Protected areas’ limited defense
Climate change is likely to result in biodiversity loss, forest degradation, and reduction, migration and extinction of species.
Citing a World Wide Fund for Nature (WWF) report, Lim said protected areas indeed have a limited defense against climate change and they should be improved to withstand climate impacts.
“Climate change also adds to pressures of already vulnerable biodiversity hotspots. If there is a significant rise in sea level, all wetland and marine and coastal Asean Heritage Parks (AHPs) will be affected,” she explained.
According to WWF, Lim noted, species existing in about 60 percent of AHPs are vulnerable to climate change due to decreasing niche space, considering these AHPs are 1,000 meters above sea level.
AHPs in Cambodia, the Philippines and Vietnam have been previously affected by past cyclones.
Lim pointed out that endangered plants and animals are the most common components in almost all AHPs that are sensitive to climate change.
Zoonotic disease
Biodiversity loss and climate change aggravate the threat of zoonic diseases, Lim said.
“The exposure to vectors is increased or altered by activities connected to deforestation, such as mining, hydroelectric projects, road construction, mineral exploitation and agriculture. [They] have a profound impact, not only on the biology of vectors or potential vector populations, but also on the exposure of both native populations in the area and migrant populations,” she explained.
Lim pointed out that land-use changes are also associated with the creation of road networks, further enhancing pressures on wildlife populations.
“A series of emerging infectious diseases, for example, severe acute respiratory syndrome, Ebola and Middle East respiratory syndrome, have been linked to wildlife use, trade and consumption,” she said.
Mainstreaming biodiversity
How can mainstreaming biodiversity conservation help mitigate the impact of climate change and reduce, if not totally avoid yet another global pandemic?
Lim said that in many cases, different national government agencies work on climate change and biodiversity separately.
She pointed out that “convergence” among relevant stakeholders on both issues is necessary to comply with commitments to both the United Nations Framework Convention on Climate Change and the CBD.
“Regionally, there is a recognition of the vulnerability of Asean to the impacts of climate change. But an understanding of biodiversity conservation as an effective mitigating measure against climate change impacts needs to be emphasized,” Lim said.

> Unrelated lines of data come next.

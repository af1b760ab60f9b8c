//! Records exchanged with the session repository

use chrono::{DateTime, Utc};
use serde::{Deserialize, Serialize};
use std::fmt;
use std::net::IpAddr;

/// Network access server allowed to send requests
#[derive(Debug, Clone, PartialEq, Eq, Serialize, Deserialize)]
pub struct Nas {
    pub id: i64,
    pub name: String,
    /// Address or CIDR range the NAS sends from
    pub ipaddr: String,
    pub identifier: String,
    pub secret: String,
    /// Selects vendor rate-limit attributes on Access-Accept
    pub vendor_code: u32,
    pub status: UserStatus,
    pub coa_port: u16,
}

impl Nas {
    /// Stand-in for a source that matched no NAS, answered with `secret`
    pub fn unknown(source: IpAddr, secret: &str) -> Self {
        Nas {
            id: 0,
            name: "unknown".to_string(),
            ipaddr: source.to_string(),
            identifier: String::new(),
            secret: secret.to_string(),
            vendor_code: 0,
            status: UserStatus::Disabled,
            coa_port: 0,
        }
    }
}

#[derive(Debug, Clone, Copy, Default, PartialEq, Eq, Serialize, Deserialize)]
#[serde(rename_all = "lowercase")]
pub enum UserStatus {
    #[default]
    Enabled,
    Disabled,
}

impl UserStatus {
    pub fn as_str(self) -> &'static str {
        match self {
            UserStatus::Enabled => "enabled",
            UserStatus::Disabled => "disabled",
        }
    }
}

/// Subscriber account
#[derive(Debug, Clone, Default, PartialEq, Eq, Serialize, Deserialize)]
pub struct RadiusUser {
    pub id: i64,
    pub username: String,
    pub password: String,
    pub status: UserStatus,
    pub expire_time: Option<DateTime<Utc>>,
    /// Concurrent session limit, 0 for unlimited
    pub active_num: u32,
    pub bind_mac: bool,
    pub bind_vlan: bool,
    pub mac_addr: String,
    pub vlanid1: u32,
    pub vlanid2: u32,
    /// Static Framed-IP-Address
    pub ip_addr: String,
    /// Framed-Pool name
    pub addr_pool: String,
    /// kbps
    pub up_rate: u32,
    /// kbps
    pub down_rate: u32,
    pub otp_secret: String,
    pub last_online: Option<DateTime<Utc>>,
}

impl RadiusUser {
    pub fn is_enabled(&self) -> bool {
        self.status == UserStatus::Enabled
    }

    pub fn is_expired(&self, now: DateTime<Utc>) -> bool {
        self.expire_time.is_some_and(|at| at <= now)
    }
}

/// Currently active session, one per accounting session id
#[derive(Debug, Clone, Default, PartialEq, Eq, Serialize, Deserialize)]
pub struct RadiusOnline {
    pub id: i64,
    pub username: String,
    pub nas_id: String,
    pub nas_addr: String,
    pub nas_paddr: String,
    pub session_timeout: u32,
    pub framed_ipaddr: String,
    pub framed_netmask: String,
    pub mac_addr: String,
    pub nas_port: u32,
    pub nas_port_id: String,
    pub acct_session_id: String,
    pub acct_session_time: u32,
    pub acct_input_total: u64,
    pub acct_output_total: u64,
    pub acct_input_packets: u32,
    pub acct_output_packets: u32,
    pub acct_start_time: DateTime<Utc>,
    pub last_update: DateTime<Utc>,
}

/// Durable accounting history row
#[derive(Debug, Clone, Default, PartialEq, Eq, Serialize, Deserialize)]
pub struct RadiusAccounting {
    pub id: i64,
    pub username: String,
    pub acct_session_id: String,
    pub nas_id: String,
    pub nas_addr: String,
    pub nas_paddr: String,
    pub session_timeout: u32,
    pub framed_ipaddr: String,
    pub framed_netmask: String,
    pub mac_addr: String,
    pub nas_port: u32,
    pub nas_port_id: String,
    pub acct_session_time: u32,
    pub acct_input_total: u64,
    pub acct_output_total: u64,
    pub acct_input_packets: u32,
    pub acct_output_packets: u32,
    pub acct_start_time: Option<DateTime<Utc>>,
    pub acct_stop_time: Option<DateTime<Utc>>,
    pub acct_terminate_cause: u32,
    pub last_update: DateTime<Utc>,
}

impl RadiusAccounting {
    /// Open record mirroring an online session
    pub fn from_online(online: &RadiusOnline) -> Self {
        RadiusAccounting {
            id: 0,
            username: online.username.clone(),
            acct_session_id: online.acct_session_id.clone(),
            nas_id: online.nas_id.clone(),
            nas_addr: online.nas_addr.clone(),
            nas_paddr: online.nas_paddr.clone(),
            session_timeout: online.session_timeout,
            framed_ipaddr: online.framed_ipaddr.clone(),
            framed_netmask: online.framed_netmask.clone(),
            mac_addr: online.mac_addr.clone(),
            nas_port: online.nas_port,
            nas_port_id: online.nas_port_id.clone(),
            acct_session_time: online.acct_session_time,
            acct_input_total: online.acct_input_total,
            acct_output_total: online.acct_output_total,
            acct_input_packets: online.acct_input_packets,
            acct_output_packets: online.acct_output_packets,
            acct_start_time: Some(online.acct_start_time),
            acct_stop_time: None,
            acct_terminate_cause: 0,
            last_update: online.last_update,
        }
    }
}

/// How a session ended, written onto its accounting record
#[derive(Debug, Clone, Copy, PartialEq, Eq)]
pub struct AcctStop {
    pub at: DateTime<Utc>,
    /// Acct-Terminate-Cause, 0 when the NAS sent none
    pub terminate_cause: u32,
}

/// Subscriber fields the auth engine writes back after an accept
#[derive(Debug, Clone, Copy, PartialEq, Eq, Hash)]
pub enum UserField {
    MacAddr,
    Vlanid1,
    Vlanid2,
    LastOnline,
}

impl UserField {
    pub fn column(self) -> &'static str {
        match self {
            UserField::MacAddr => "mac_addr",
            UserField::Vlanid1 => "vlanid1",
            UserField::Vlanid2 => "vlanid2",
            UserField::LastOnline => "last_online",
        }
    }
}

impl fmt::Display for UserField {
    fn fmt(&self, f: &mut fmt::Formatter<'_>) -> fmt::Result {
        f.write_str(self.column())
    }
}

/// Lowercase colon-separated form of a MAC address.
///
/// Accepts `-`, `:`, `.` separators or none; anything that is not twelve hex
/// digits returns `None`.
pub fn normalize_mac(raw: &str) -> Option<String> {
    let digits: String = raw
        .chars()
        .filter(|c| !matches!(c, ':' | '-' | '.'))
        .collect();
    if digits.len() != 12 || !digits.chars().all(|c| c.is_ascii_hexdigit()) {
        return None;
    }

    let lower = digits.to_ascii_lowercase();
    let pairs: Vec<&str> = (0..6).map(|i| &lower[i * 2..i * 2 + 2]).collect();
    Some(pairs.join(":"))
}

/// Outer and inner VLAN ids encoded in a NAS-Port-Id.
///
/// Understands `slot=2;subslot=0;port=1;vlanid=100;vlanid2=200;` and the
/// `eth 0/1/0:100.200` form. Missing ids are 0.
pub fn parse_vlans(nas_port_id: &str) -> (u32, u32) {
    let lower = nas_port_id.to_ascii_lowercase();

    if lower.contains("vlanid=") {
        let mut vlan1 = 0;
        let mut vlan2 = 0;
        for part in lower.split([';', ',', ' ']) {
            if let Some(v) = part.strip_prefix("vlanid=") {
                vlan1 = v.trim().parse().unwrap_or(0);
            } else if let Some(v) = part.strip_prefix("vlanid2=") {
                vlan2 = v.trim().parse().unwrap_or(0);
            }
        }
        return (vlan1, vlan2);
    }

    if let Some((_, tail)) = lower.rsplit_once(':') {
        let mut ids = tail.trim().splitn(2, '.');
        let vlan1 = ids.next().and_then(|v| v.parse().ok()).unwrap_or(0);
        let vlan2 = ids.next().and_then(|v| v.parse().ok()).unwrap_or(0);
        return (vlan1, vlan2);
    }

    (0, 0)
}

#[cfg(test)]
mod tests {
    use super::*;
    use chrono::Duration;

    #[test]
    fn test_normalize_mac() {
        assert_eq!(
            normalize_mac("AA-BB-CC-00-11-22").as_deref(),
            Some("aa:bb:cc:00:11:22")
        );
        assert_eq!(
            normalize_mac("aabb.cc00.1122").as_deref(),
            Some("aa:bb:cc:00:11:22")
        );
        assert_eq!(normalize_mac("alice"), None);
        assert_eq!(normalize_mac(""), None);
    }

    #[test]
    fn test_parse_vlans() {
        assert_eq!(
            parse_vlans("slot=2;subslot=0;port=1;vlanid=100;vlanid2=200;"),
            (100, 200)
        );
        assert_eq!(parse_vlans("slot=2;vlanid=42;"), (42, 0));
        assert_eq!(parse_vlans("eth 0/1/0:100.200"), (100, 200));
        assert_eq!(parse_vlans("eth 0/1/0:300"), (300, 0));
        assert_eq!(parse_vlans("3/0/1"), (0, 0));
    }

    #[test]
    fn test_user_expiry() {
        let now = Utc::now();
        let mut user = RadiusUser::default();
        assert!(!user.is_expired(now));

        user.expire_time = Some(now - Duration::seconds(1));
        assert!(user.is_expired(now));

        user.expire_time = Some(now + Duration::days(1));
        assert!(!user.is_expired(now));
    }
}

“Increased collaboration, sharing of expertise and public awareness on the interrelationship between climate change and biodiversity are crucial to addressing these twin issues,” she added.
According to Lim, there is already an increasing recognition that protected areas may buffer against the emergence of novel infectious diseases by avoiding drastic changes in host/reservoir abundance and distribution and reducing contact rates between humans, livestock and wildlife.
The current Covid-19 pandemic further emphasizes the fact that protected areas are at the forefront of preventing future disease outbreaks by maintaining ecosystem integrity, she said.